--- Provided records ---
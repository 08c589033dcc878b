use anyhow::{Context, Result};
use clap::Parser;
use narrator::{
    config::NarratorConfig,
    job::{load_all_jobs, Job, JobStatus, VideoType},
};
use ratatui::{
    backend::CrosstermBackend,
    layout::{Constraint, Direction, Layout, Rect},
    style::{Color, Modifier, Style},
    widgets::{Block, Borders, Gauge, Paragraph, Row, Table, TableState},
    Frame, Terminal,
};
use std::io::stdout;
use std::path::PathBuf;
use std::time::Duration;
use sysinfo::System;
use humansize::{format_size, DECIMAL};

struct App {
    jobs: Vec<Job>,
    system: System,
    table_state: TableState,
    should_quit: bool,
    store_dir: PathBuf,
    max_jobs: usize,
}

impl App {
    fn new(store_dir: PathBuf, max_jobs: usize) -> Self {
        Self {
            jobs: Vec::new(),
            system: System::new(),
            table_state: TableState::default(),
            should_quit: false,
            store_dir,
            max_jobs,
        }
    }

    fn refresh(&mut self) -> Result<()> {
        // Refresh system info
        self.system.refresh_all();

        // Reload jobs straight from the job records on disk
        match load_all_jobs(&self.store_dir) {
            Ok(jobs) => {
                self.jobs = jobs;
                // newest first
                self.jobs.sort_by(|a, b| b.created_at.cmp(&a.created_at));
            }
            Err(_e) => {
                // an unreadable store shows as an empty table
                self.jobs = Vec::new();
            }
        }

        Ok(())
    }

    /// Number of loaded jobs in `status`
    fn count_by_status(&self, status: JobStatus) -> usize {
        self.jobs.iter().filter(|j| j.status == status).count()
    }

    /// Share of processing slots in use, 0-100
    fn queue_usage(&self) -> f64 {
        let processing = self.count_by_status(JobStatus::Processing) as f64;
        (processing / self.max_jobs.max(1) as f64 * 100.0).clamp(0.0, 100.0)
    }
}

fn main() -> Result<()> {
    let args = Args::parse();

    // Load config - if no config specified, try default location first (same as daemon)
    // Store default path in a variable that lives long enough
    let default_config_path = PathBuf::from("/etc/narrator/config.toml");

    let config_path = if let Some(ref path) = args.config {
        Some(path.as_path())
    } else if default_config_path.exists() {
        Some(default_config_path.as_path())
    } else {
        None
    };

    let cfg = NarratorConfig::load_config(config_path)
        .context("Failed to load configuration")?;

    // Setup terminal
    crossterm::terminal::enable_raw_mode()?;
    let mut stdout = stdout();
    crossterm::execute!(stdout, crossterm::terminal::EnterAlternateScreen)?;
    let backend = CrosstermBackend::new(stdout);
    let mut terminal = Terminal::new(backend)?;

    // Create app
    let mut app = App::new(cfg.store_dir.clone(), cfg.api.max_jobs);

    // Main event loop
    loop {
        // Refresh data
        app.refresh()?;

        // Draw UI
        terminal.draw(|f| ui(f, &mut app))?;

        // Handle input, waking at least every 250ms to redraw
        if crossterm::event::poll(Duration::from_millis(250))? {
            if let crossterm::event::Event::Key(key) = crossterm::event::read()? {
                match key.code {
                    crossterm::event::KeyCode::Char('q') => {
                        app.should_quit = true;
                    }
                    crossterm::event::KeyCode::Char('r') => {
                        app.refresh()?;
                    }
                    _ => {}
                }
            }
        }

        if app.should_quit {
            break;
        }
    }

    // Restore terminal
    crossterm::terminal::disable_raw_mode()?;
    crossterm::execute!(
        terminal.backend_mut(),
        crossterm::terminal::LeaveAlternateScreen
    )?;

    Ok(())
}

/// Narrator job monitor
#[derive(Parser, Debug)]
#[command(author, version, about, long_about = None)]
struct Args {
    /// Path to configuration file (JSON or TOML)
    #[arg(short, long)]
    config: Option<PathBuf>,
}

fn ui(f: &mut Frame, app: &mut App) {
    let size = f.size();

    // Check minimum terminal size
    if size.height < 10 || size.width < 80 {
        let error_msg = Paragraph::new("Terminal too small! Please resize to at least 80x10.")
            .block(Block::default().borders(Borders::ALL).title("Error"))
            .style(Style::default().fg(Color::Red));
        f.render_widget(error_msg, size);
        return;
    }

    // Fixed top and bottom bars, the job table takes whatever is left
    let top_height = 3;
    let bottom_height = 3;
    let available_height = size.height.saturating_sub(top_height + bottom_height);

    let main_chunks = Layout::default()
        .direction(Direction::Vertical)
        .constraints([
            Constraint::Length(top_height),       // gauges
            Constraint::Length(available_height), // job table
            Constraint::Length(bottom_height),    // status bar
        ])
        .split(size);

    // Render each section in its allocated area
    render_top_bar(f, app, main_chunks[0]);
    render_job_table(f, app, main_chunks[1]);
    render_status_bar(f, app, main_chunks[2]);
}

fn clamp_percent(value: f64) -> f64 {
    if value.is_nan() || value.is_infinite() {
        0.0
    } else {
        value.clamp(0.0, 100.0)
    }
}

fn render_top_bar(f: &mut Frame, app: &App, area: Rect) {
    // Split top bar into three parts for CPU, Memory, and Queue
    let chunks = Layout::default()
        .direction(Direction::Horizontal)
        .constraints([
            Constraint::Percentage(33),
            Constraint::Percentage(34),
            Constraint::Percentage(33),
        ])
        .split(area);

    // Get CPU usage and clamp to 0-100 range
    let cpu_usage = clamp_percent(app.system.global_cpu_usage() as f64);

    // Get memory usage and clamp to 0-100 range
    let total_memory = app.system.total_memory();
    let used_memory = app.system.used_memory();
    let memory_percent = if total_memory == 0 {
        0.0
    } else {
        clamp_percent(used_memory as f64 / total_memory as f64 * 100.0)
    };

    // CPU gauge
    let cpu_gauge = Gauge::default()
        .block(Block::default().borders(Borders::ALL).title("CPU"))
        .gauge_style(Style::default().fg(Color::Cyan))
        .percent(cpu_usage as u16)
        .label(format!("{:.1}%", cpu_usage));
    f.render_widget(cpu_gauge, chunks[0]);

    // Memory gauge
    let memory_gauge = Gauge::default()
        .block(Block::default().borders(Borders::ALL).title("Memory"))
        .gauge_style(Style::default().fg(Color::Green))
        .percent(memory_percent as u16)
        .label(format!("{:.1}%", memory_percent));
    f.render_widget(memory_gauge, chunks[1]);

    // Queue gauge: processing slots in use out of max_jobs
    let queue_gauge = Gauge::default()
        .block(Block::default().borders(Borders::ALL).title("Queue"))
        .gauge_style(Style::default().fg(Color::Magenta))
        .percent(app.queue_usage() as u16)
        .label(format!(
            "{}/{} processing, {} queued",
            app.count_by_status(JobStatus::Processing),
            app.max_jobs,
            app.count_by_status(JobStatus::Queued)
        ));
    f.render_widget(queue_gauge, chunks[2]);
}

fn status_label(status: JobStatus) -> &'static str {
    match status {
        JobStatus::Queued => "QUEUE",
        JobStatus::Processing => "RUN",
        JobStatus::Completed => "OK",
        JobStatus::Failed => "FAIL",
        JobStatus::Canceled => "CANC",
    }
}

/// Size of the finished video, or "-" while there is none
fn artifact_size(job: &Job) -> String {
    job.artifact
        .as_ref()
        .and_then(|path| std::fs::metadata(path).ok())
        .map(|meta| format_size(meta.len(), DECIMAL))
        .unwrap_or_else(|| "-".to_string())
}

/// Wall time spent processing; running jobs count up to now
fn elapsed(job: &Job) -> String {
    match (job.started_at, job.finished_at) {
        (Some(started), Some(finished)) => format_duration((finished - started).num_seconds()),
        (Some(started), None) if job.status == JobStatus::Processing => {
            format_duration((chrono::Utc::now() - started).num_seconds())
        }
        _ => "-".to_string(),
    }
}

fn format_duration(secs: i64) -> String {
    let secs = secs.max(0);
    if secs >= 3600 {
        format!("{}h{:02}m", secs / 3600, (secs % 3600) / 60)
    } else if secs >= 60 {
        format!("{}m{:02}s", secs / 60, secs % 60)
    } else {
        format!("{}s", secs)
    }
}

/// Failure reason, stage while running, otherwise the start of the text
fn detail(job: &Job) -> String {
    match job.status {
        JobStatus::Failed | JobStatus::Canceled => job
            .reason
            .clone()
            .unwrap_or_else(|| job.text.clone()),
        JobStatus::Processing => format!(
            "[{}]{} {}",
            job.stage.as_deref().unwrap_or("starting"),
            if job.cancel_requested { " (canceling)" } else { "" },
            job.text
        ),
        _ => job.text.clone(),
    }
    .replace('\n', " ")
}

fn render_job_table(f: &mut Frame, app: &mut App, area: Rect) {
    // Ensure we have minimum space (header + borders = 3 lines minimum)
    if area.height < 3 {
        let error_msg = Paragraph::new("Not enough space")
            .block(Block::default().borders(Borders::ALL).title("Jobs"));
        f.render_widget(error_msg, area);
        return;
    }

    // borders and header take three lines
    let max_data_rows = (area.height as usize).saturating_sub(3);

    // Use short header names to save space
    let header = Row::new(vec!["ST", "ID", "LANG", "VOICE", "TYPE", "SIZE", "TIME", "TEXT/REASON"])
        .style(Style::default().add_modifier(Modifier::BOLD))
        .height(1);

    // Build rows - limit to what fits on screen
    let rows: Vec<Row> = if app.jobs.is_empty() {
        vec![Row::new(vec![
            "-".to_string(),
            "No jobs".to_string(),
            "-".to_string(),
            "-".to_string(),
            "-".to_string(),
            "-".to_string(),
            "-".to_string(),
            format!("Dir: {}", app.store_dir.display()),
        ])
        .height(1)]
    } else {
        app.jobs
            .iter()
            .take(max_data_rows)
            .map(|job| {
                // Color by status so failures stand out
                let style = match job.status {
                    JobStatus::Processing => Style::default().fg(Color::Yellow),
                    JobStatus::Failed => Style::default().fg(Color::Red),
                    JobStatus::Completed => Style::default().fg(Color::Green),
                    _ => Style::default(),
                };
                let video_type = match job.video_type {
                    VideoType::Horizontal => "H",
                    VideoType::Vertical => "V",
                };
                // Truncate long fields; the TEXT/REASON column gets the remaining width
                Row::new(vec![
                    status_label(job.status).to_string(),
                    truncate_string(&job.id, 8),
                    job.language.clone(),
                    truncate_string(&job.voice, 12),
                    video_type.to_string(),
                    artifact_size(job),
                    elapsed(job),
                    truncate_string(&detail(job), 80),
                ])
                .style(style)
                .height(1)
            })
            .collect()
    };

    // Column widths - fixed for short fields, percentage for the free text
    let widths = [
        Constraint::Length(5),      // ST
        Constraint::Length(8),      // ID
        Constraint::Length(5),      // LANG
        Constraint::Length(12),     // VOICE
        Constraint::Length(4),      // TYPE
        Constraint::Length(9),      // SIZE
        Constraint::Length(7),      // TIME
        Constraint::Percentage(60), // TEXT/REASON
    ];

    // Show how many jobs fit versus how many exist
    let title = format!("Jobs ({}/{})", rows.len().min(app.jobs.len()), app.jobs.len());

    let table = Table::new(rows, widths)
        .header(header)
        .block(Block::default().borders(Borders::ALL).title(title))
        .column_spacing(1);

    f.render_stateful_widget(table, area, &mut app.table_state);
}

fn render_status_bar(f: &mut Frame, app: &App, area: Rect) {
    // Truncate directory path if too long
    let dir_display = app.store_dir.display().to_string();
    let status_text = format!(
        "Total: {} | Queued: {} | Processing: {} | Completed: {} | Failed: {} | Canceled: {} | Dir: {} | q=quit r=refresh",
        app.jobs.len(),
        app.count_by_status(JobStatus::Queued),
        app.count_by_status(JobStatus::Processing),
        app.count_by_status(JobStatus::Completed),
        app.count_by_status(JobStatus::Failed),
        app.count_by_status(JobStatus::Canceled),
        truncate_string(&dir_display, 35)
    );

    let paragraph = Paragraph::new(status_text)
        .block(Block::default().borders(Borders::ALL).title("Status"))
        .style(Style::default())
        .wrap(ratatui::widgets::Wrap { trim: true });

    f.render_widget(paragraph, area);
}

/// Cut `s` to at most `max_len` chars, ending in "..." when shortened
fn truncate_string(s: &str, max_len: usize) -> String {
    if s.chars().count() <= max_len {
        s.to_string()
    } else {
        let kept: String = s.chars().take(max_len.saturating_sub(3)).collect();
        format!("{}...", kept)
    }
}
---
Task description » Report every line of the data above that contains the string "least" by copying it in full.

Your response »
        // Handle input, waking at least every 250ms to redraw
        let error_msg = Paragraph::new("Terminal too small! Please resize to at least 80x10.")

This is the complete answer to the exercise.